**PROBLEM DESCRIPTION**:
Restate exactly, and only, the lines spanning from the one with "at evaluation time." to the end of the records below.

────────────────────────────────────────

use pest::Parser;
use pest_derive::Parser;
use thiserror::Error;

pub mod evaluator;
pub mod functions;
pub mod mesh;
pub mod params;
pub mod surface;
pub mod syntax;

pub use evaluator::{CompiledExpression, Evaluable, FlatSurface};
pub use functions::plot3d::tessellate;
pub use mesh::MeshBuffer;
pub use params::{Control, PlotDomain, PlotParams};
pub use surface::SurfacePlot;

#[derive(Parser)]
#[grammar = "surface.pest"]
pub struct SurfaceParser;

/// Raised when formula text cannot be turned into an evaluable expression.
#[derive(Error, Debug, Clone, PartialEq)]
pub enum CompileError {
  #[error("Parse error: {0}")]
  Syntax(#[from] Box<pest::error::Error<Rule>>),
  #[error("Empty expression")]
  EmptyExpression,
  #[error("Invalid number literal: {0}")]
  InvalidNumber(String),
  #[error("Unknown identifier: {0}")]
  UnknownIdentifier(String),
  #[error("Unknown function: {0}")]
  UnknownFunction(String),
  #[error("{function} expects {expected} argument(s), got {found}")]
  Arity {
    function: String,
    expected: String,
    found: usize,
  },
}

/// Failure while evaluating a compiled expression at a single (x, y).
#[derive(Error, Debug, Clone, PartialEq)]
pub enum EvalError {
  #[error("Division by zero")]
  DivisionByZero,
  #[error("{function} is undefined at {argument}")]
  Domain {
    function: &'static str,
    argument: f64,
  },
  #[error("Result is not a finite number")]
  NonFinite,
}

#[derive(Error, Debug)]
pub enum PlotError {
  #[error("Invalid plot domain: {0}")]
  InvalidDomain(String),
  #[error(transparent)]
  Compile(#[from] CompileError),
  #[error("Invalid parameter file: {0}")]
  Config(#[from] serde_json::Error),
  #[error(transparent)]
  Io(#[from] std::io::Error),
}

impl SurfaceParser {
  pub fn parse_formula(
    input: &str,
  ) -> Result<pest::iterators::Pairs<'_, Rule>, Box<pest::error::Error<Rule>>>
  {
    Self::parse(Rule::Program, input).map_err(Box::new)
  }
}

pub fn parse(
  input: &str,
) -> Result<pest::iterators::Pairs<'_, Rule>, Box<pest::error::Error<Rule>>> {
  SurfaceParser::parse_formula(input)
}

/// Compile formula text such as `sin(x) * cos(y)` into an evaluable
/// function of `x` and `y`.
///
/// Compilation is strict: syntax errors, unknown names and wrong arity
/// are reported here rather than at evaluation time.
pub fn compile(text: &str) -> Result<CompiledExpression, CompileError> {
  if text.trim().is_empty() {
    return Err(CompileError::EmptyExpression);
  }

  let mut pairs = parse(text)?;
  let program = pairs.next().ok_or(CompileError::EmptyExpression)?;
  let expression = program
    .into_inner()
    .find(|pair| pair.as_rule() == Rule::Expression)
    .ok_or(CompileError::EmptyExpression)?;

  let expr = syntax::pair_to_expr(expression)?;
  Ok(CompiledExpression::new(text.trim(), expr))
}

────────────────────────────────────────

**RESULT OF THE EXERCISE**:
/// are reported here rather than at evaluation time.
pub fn compile(text: &str) -> Result<CompiledExpression, CompileError> {
  if text.trim().is_empty() {
    return Err(CompileError::EmptyExpression);
  }

  let mut pairs = parse(text)?;
  let program = pairs.next().ok_or(CompileError::EmptyExpression)?;
  let expression = program
    .into_inner()
    .find(|pair| pair.as_rule() == Rule::Expression)
    .ok_or(CompileError::EmptyExpression)?;

  let expr = syntax::pair_to_expr(expression)?;
  Ok(CompiledExpression::new(text.trim(), expr))
}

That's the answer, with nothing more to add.